Appellate Division of the Supreme Court of New York, First Department
Jun 6, 1950
277 AD 253 (N.Y. App. Div. 1950)

Opinion


277 A.D. 253 98 N.Y.S.2d 1 ABRAHAM BOORD, Appellant-Respondent, v. WILLIAM P. O'BRIEN, as Police Commissioner of the City of New York, Respondent-Appellant. Supreme Court of New York, First Department. June 6, 1950

         CROSS APPEALS from a judgment of the Supreme Court, entered May 19, 1949, in New York County, upon a decision of the court on a trial at Special Term (VALENTE, J.). Defendant appeals from so much of said judgment as permanently restrains defendant from enforcing so much of rule 5 of the rules and regulations governing hotel runners, promulgated by defendant, as prohibits a licensed hotel runner from acting as a chauffeur. Plaintiff appeals from so much of said judgment as refused to grant a permanent injunction restraining defendant from enforcing rule 4 of said rules and regulations.

         COUNSEL

          Lawrence Kovalsky of counsel (David Goldstein with him on the brief; Goldsteins&sGoldstein, attorneys), for appellant-respondent.

          Daniel T. Scannell of counsel (Seymour B. Quel with him on the brief; John P. McGrath, Corporation Counsel, attorney), for respondent-appellant.          PECK, P. J.

         Plaintiff is a hotel runner. He stations himself at the New York exit of the Holland Tunnel and solicits patronage for hotels which pay him on a commission basis.
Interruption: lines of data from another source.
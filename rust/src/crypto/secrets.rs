//! Fernet tokens: AES-128-CBC encryption authenticated with HMAC-SHA256.
//! A token is `0x80 || issued_at || iv || ciphertext || hmac`, URL-safe
//! base64 encoded, so values written by any Fernet implementation load here
//! and values produced here can sit inside an `ENC(...)` marker.

use std::time::{Duration, SystemTime, UNIX_EPOCH};

use aes::Aes128;
use base64::{engine::general_purpose::URL_SAFE, Engine};
use cbc::cipher::block_padding::Pkcs7;
use cbc::cipher::{BlockDecryptMut, BlockEncryptMut, KeyIvInit};
use hmac::{Hmac, Mac};
use rand::rngs::OsRng;
use rand::RngCore;
use sha2::Sha256;
use thiserror::Error;
use zeroize::Zeroize;

use super::marker::wrap_marker;

type Aes128CbcEnc = cbc::Encryptor<Aes128>;
type Aes128CbcDec = cbc::Decryptor<Aes128>;
type HmacSha256 = Hmac<Sha256>;

const TOKEN_VERSION: u8 = 0x80;
const KEY_LEN: usize = 32;
/// The first half of the key signs, the second half encrypts.
const SIGNING_KEY_LEN: usize = 16;
const IV_LEN: usize = 16;
const MAC_LEN: usize = 32;
/// Version byte plus the big-endian issue timestamp.
const HEADER_LEN: usize = 1 + 8;
const MAX_CLOCK_SKEW: Duration = Duration::from_secs(60);

#[derive(Debug, Clone, Error, PartialEq, Eq)]
pub enum CipherError {
    /// Wrong key, tampered or truncated token, unknown version, or expired.
    #[error("invalid token")]
    InvalidToken,
    /// Input that is unusable before authentication is even attempted.
    #[error("invalid value: {0}")]
    InvalidValue(String),
}

/// 32 bytes of key material, textually URL-safe base64 encoded.
pub struct SecretKey {
    bytes: [u8; KEY_LEN],
}

impl SecretKey {
    /// Draws a fresh key from the operating system RNG.
    pub fn generate() -> Self {
        let mut bytes = [0u8; KEY_LEN];
        OsRng.fill_bytes(&mut bytes);
        Self { bytes }
    }

    pub fn from_bytes(key_bytes: &[u8]) -> Result<Self, CipherError> {
        if key_bytes.len() != KEY_LEN {
            return Err(CipherError::InvalidValue(format!(
                "key must be {KEY_LEN} url-safe base64-encoded bytes"
            )));
        }
        let mut bytes = [0u8; KEY_LEN];
        bytes.copy_from_slice(key_bytes);
        Ok(Self { bytes })
    }

    /// Parses the textual form produced by [`SecretKey::encode`].
    pub fn parse(text: &str) -> Result<Self, CipherError> {
        let mut decoded = URL_SAFE.decode(text.as_bytes()).map_err(|_| {
            CipherError::InvalidValue(format!("key must be {KEY_LEN} url-safe base64-encoded bytes"))
        })?;
        let key = Self::from_bytes(&decoded);
        decoded.zeroize();
        key
    }

    pub fn encode(&self) -> String {
        URL_SAFE.encode(self.bytes)
    }

    fn signing(&self) -> &[u8] {
        &self.bytes[..SIGNING_KEY_LEN]
    }

    fn encryption(&self) -> &[u8] {
        &self.bytes[SIGNING_KEY_LEN..]
    }
}

impl Drop for SecretKey {
    fn drop(&mut self) {
        self.bytes.zeroize();
    }
}

/// Encrypts and decrypts tokens under a single [`SecretKey`].
pub struct SecretCipher {
    key: SecretKey,
}

impl SecretCipher {
    pub fn new(key: SecretKey) -> Self {
        Self { key }
    }

    pub fn from_text(key: &str) -> Result<Self, CipherError> {
        SecretKey::parse(key).map(Self::new)
    }

    /// Seals `plaintext` into a token stamped with the current time.
    pub fn encrypt(&self, plaintext: &[u8]) -> Result<String, CipherError> {
        let mut iv = [0u8; IV_LEN];
        OsRng.fill_bytes(&mut iv);
        self.seal(plaintext, unix_now(), &iv)
    }

    /// Opens a token regardless of its age.
    pub fn decrypt(&self, token: &str) -> Result<Vec<u8>, CipherError> {
        self.open(token).map(|(_, plaintext)| plaintext)
    }

    /// Opens a token, rejecting it when it was issued more than `ttl` ago or
    /// claims to be issued in the future beyond the allowed clock skew.
    pub fn decrypt_with_ttl(&self, token: &str, ttl: Duration) -> Result<Vec<u8>, CipherError> {
        let (issued_at, plaintext) = self.open(token)?;
        let now = unix_now();
        if issued_at.saturating_add(ttl.as_secs()) < now {
            return Err(CipherError::InvalidToken);
        }
        if issued_at > now.saturating_add(MAX_CLOCK_SKEW.as_secs()) {
            return Err(CipherError::InvalidToken);
        }
        Ok(plaintext)
    }

    fn seal(&self, plaintext: &[u8], issued_at: u64, iv: &[u8; IV_LEN]) -> Result<String, CipherError> {
        let ciphertext = Aes128CbcEnc::new_from_slices(self.key.encryption(), iv)
            .map_err(|e| CipherError::InvalidValue(format!("encryption failed: {e}")))?
            .encrypt_padded_vec_mut::<Pkcs7>(plaintext);

        let mut token = Vec::with_capacity(HEADER_LEN + IV_LEN + ciphertext.len() + MAC_LEN);
        token.push(TOKEN_VERSION);
        token.extend_from_slice(&issued_at.to_be_bytes());
        token.extend_from_slice(iv);
        token.extend_from_slice(&ciphertext);

        let mut mac = self.mac()?;
        mac.update(&token);
        token.extend_from_slice(&mac.finalize().into_bytes());
        Ok(URL_SAFE.encode(token))
    }

    fn open(&self, token: &str) -> Result<(u64, Vec<u8>), CipherError> {
        if !token.is_ascii() {
            return Err(CipherError::InvalidValue(
                "token must contain only ASCII characters".to_string(),
            ));
        }
        let data = URL_SAFE
            .decode(token.as_bytes())
            .map_err(|_| CipherError::InvalidToken)?;
        if data.len() < HEADER_LEN + IV_LEN + MAC_LEN || data[0] != TOKEN_VERSION {
            return Err(CipherError::InvalidToken);
        }

        let (signed, tag) = data.split_at(data.len() - MAC_LEN);
        let mut mac = self.mac()?;
        mac.update(signed);
        mac.verify_slice(tag).map_err(|_| CipherError::InvalidToken)?;

        let (header, body) = signed.split_at(HEADER_LEN);
        let (iv, ciphertext) = body.split_at(IV_LEN);
        let issued_at = <[u8; 8]>::try_from(&header[1..])
            .map(u64::from_be_bytes)
            .map_err(|_| CipherError::InvalidToken)?;

        let plaintext = Aes128CbcDec::new_from_slices(self.key.encryption(), iv)
            .map_err(|_| CipherError::InvalidToken)?
            .decrypt_padded_vec_mut::<Pkcs7>(ciphertext)
            .map_err(|_| CipherError::InvalidToken)?;
        Ok((issued_at, plaintext))
    }

    fn mac(&self) -> Result<HmacSha256, CipherError> {
        HmacSha256::new_from_slice(self.key.signing())
            .map_err(|e| CipherError::InvalidValue(format!("hmac setup failed: {e}")))
    }
}

fn unix_now() -> u64 {
    SystemTime::now()
        .duration_since(UNIX_EPOCH)
        .map(|elapsed| elapsed.as_secs())
        .unwrap_or(0)
}

/// Returns a fresh key in its textual form.
pub fn generate_key() -> String {
    SecretKey::generate().encode()
}

/// Encrypts `plaintext` and wraps the token as `ENC(<token>)`. A missing key
/// yields `Ok(None)` so callers can run before a key has been provisioned.
pub fn encrypt_with_key(key: Option<&str>, plaintext: &str) -> Result<Option<String>, CipherError> {
    let Some(key) = key else {
        return Ok(None);
    };
    let token = SecretCipher::from_text(key)?.encrypt(plaintext.as_bytes())?;
    Ok(Some(wrap_marker(&token)))
}

pub fn decrypt_with_key(key: &str, token: &str) -> Result<Vec<u8>, CipherError> {
    SecretCipher::from_text(key)?.decrypt(token)
}

pub fn decrypt_with_ttl(key: &str, token: &str, ttl: Duration) -> Result<Vec<u8>, CipherError> {
    SecretCipher::from_text(key)?.decrypt_with_ttl(token, ttl)
}
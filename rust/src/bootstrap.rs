//! Developer helpers for producing values to paste into configuration.
//! None of this runs while settings load.

use crate::crypto::secrets::{encrypt_with_key, generate_key, CipherError};
use crate::env::{EnvSource, ProcessEnv};
use crate::loader::{resolve_decryption_key, KeySource};
use crate::settings::Settings;

/// Returns a new encryption/decryption key.
pub fn new_key() -> String {
    generate_key()
}

/// Encrypts `value` with the key the loader would pick for `settings`,
/// looking at the process environment first. `Ok(None)` when no key exists.
pub fn enc(settings: &Settings, value: &str) -> Result<Option<String>, CipherError> {
    enc_with_env(settings, &ProcessEnv, value)
}

pub fn enc_with_env<E>(settings: &Settings, env: &E, value: &str) -> Result<Option<String>, CipherError>
where
    E: EnvSource + ?Sized,
{
    let key = resolve_decryption_key(settings, env);
    enc_with_key(key.as_ref().map(KeySource::value), value)
}

/// Encrypts `value` with an explicit key, producing an `ENC(...)` marker.
pub fn enc_with_key(key: Option<&str>, value: &str) -> Result<Option<String>, CipherError> {
    encrypt_with_key(key, value)
}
         Hotel runners are licensed under section 436-3.0 of title A of chapter 18 of the Administrative Code of the City of New York. (Local Laws, 1947, No. 39 of City of New York.) It is there declared that the business of hotel runner is a vestige of city life of several decades ago when useful services could be rendered in helping people reach their destinations amid a system of transportation still in its infancy, that with improvement in transportation facilities there has been a decrease in the occasions requiring the assistance of a runner, and that the opportunities for a runner have dwindled, competition has become keen and complaints have been increasing concerning misinformation and fraudulent statements given out by runners. It is stated not to be the desire, however, to add more men to the rolls of the unemployed and it is therefore in the public interest that a law be enacted permitting only those men who already possess licenses to continue in the business and providing that no additional licenses be issued; in this manner the business of runner will eventually be abolished, with no loss of efficiency and comfort in the task of guiding visitors to their destinations, and the abuses and fraudulent practices in such business will be prevented. Accordingly, it is provided that it shall be unlawful for any person to act as a hotel runner unless licensed in the manner prescribed. The provisions and conditions of licensing, calculated to assure that only persons of good character shall be licensed, are then set forth and, under the heading of rules and regulations, it is provided that the police commissioner may make such rules, regulations and orders as he may deem necessary for the licensing and conduct of hotel runners and which in his opinion will serve to secure the objects of the statute, protect persons and property and otherwise safeguard the interests of the traveling and general public.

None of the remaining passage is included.